> _Exercise goal_
Find the string "instrument" in the listing and report every line that has it.

-------- Entries provided --------

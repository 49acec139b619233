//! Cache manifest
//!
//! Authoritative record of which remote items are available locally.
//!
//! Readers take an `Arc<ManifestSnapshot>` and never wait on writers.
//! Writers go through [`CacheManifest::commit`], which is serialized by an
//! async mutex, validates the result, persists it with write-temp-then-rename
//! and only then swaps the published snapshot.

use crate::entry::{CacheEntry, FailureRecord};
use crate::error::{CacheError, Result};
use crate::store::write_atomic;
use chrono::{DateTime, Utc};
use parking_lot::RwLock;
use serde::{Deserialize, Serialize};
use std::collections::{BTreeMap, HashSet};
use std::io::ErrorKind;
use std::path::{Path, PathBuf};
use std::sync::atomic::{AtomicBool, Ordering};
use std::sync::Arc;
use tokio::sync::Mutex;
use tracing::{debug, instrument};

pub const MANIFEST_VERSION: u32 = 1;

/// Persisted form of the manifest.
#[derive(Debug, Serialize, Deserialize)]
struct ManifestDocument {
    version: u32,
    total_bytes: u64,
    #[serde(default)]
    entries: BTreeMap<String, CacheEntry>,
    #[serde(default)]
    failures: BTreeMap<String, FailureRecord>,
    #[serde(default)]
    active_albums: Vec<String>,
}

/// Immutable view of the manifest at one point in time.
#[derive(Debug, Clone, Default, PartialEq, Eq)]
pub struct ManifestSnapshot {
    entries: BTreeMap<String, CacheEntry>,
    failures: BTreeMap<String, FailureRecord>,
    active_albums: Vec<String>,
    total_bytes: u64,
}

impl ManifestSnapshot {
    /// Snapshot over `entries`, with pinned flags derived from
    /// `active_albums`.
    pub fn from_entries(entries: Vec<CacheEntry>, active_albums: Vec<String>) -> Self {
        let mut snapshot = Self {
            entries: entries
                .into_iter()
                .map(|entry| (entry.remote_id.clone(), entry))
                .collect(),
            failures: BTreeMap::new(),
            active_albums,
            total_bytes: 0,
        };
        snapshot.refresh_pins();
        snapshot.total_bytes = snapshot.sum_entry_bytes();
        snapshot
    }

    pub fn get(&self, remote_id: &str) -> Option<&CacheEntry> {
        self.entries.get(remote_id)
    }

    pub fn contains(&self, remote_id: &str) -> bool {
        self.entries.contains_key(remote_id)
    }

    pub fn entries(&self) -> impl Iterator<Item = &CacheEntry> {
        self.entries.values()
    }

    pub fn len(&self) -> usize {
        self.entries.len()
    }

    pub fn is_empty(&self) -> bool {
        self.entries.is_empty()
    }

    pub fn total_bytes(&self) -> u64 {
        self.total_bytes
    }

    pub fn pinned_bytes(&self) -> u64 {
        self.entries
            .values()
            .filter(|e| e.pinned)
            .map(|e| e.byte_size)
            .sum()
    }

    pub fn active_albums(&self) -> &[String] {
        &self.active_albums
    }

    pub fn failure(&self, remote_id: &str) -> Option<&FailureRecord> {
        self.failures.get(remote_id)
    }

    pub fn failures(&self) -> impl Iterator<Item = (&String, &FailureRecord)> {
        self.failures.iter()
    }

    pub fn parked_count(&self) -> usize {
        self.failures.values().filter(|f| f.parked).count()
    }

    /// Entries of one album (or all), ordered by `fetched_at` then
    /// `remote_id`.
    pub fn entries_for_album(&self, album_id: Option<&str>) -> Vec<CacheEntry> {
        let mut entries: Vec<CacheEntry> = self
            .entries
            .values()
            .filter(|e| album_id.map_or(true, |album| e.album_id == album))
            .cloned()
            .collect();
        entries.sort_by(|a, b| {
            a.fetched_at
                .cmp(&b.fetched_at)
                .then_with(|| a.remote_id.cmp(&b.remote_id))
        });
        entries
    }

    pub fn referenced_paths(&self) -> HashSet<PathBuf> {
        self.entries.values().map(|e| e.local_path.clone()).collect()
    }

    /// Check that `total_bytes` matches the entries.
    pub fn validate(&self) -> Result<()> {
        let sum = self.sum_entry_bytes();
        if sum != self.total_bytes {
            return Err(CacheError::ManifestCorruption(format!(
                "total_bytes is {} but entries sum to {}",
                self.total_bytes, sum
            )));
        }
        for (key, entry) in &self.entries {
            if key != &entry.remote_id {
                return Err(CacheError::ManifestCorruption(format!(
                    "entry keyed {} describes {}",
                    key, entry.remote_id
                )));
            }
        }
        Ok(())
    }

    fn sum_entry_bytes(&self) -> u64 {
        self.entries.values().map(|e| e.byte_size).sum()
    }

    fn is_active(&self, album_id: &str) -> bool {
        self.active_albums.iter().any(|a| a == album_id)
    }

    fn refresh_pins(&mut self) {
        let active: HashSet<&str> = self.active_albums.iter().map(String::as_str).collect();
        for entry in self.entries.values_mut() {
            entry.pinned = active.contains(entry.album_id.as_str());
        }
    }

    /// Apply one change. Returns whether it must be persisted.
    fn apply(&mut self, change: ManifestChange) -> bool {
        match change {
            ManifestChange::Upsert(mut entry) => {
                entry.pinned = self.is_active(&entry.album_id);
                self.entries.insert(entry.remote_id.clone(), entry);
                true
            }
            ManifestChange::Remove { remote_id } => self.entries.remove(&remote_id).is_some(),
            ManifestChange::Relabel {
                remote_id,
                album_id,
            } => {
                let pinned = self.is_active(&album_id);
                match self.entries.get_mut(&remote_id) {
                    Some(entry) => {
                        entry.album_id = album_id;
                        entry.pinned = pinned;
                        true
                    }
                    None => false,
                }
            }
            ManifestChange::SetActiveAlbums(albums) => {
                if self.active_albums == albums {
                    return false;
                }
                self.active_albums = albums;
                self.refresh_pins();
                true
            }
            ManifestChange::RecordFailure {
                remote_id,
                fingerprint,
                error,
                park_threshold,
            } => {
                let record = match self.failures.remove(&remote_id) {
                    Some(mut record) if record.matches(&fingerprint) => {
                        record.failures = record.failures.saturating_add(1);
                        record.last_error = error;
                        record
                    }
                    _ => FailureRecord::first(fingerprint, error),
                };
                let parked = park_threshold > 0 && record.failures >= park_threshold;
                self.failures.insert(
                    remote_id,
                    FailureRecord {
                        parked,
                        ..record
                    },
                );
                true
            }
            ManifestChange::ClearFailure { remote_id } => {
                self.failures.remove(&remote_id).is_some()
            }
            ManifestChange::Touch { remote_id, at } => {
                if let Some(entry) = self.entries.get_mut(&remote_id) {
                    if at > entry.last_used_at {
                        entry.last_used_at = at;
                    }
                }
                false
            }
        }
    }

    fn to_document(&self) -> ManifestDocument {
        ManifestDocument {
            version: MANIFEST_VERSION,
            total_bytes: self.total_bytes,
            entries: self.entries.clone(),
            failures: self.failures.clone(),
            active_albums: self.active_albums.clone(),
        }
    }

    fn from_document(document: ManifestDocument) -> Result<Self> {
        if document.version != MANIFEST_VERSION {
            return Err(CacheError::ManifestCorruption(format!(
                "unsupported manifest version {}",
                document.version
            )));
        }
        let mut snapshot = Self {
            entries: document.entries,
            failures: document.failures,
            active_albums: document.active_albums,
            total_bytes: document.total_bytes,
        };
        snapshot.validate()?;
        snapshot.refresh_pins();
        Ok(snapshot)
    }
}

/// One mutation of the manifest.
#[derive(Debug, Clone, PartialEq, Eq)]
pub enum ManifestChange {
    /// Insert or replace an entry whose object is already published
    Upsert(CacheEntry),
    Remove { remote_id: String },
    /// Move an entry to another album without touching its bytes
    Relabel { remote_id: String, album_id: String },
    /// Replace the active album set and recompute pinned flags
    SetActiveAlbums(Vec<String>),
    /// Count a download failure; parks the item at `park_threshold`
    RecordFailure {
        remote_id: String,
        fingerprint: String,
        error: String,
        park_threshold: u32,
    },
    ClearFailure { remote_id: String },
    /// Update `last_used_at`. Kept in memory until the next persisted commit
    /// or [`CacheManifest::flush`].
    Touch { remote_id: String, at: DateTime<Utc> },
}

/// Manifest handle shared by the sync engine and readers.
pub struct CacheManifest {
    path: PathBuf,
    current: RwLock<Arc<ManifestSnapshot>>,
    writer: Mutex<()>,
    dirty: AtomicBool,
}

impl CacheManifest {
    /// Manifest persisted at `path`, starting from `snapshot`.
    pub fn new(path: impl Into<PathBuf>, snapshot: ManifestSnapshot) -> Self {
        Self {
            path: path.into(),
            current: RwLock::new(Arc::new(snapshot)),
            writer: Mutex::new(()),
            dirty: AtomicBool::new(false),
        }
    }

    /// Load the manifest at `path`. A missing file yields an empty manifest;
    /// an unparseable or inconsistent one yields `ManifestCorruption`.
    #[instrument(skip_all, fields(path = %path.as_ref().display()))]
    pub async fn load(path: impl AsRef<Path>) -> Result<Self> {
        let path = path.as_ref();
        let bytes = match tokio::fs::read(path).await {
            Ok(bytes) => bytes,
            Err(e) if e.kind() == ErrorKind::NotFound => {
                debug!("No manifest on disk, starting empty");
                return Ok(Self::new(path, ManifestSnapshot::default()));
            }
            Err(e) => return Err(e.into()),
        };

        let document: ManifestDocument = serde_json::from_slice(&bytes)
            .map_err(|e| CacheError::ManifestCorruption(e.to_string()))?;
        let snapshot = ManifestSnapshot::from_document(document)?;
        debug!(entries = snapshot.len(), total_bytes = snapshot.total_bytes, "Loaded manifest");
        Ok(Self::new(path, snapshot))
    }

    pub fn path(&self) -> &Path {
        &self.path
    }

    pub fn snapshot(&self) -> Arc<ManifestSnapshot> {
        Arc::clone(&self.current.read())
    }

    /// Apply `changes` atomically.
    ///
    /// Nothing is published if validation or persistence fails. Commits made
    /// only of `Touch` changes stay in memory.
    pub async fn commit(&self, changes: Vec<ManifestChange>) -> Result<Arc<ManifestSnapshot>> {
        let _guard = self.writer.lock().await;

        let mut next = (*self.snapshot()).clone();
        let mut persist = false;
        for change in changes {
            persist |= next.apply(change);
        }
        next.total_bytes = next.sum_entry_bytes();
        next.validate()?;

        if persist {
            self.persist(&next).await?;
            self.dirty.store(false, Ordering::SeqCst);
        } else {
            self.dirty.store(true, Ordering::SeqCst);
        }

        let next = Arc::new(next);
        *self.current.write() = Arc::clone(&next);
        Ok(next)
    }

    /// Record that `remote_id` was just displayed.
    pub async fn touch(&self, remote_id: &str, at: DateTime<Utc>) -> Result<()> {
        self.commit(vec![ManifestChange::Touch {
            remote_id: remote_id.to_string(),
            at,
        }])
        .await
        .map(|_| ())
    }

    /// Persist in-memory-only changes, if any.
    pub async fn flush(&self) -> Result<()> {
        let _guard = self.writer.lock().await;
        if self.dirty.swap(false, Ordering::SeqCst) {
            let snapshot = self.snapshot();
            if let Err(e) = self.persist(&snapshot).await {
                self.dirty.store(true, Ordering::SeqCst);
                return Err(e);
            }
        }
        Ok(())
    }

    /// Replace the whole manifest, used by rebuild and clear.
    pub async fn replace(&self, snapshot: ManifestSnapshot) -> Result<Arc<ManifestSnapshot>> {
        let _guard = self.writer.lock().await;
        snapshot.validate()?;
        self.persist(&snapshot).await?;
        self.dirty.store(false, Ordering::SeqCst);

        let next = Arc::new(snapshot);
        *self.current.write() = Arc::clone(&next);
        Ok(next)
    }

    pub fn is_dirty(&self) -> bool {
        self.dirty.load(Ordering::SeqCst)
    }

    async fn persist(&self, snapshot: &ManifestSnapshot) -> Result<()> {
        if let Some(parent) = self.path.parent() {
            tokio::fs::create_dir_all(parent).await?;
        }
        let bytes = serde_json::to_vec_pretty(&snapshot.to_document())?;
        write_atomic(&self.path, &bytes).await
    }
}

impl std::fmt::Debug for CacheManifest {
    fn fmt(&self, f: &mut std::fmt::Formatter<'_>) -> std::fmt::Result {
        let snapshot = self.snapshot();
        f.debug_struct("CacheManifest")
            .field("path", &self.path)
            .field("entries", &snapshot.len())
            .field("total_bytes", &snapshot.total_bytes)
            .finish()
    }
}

--------
-------- Entries provided --------

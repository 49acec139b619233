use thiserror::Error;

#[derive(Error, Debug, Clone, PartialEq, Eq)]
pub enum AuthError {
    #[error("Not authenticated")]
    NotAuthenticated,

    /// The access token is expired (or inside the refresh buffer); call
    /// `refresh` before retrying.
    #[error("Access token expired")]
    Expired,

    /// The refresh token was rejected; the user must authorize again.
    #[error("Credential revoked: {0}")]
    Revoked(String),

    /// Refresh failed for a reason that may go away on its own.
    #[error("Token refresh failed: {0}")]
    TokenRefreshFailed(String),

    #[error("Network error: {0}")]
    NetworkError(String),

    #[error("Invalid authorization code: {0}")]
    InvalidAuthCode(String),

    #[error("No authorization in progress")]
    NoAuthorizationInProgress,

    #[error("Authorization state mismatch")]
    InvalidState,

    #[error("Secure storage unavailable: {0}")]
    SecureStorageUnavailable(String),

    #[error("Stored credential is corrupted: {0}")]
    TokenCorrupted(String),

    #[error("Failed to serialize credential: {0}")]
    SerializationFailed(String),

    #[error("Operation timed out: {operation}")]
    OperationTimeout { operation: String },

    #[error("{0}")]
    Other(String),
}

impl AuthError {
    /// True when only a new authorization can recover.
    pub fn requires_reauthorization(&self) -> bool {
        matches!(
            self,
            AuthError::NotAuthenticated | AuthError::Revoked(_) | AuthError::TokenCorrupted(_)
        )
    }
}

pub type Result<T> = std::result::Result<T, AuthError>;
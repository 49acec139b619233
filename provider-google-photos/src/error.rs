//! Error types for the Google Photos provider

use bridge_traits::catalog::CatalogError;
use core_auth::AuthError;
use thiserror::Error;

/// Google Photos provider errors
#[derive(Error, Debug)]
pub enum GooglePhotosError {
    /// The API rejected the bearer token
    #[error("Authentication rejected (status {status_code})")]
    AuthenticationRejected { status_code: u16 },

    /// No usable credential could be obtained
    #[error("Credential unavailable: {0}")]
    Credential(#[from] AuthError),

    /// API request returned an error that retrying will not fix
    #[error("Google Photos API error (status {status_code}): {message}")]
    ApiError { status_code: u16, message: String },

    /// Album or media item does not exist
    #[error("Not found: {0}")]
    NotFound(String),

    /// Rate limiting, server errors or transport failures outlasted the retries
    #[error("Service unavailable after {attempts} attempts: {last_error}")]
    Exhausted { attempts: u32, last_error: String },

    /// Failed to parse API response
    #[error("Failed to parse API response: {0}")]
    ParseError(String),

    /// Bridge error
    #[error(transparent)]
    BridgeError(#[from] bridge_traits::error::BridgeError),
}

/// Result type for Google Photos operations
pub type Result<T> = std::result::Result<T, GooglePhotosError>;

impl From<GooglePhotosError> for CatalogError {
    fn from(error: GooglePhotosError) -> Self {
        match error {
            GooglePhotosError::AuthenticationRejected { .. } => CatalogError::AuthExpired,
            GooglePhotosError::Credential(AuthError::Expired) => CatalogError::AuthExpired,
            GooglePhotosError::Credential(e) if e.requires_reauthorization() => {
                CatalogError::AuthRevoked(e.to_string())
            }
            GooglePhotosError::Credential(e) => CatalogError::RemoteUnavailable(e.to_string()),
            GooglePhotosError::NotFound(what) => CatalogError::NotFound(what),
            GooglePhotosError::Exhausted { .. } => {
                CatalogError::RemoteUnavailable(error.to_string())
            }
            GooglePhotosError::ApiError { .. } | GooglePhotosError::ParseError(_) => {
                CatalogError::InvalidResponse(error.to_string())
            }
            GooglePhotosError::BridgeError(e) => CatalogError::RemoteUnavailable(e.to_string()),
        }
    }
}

--------

> _Exercise output_
use tracing::{debug, instrument};
    #[instrument(skip_all, fields(path = %path.as_ref().display()))]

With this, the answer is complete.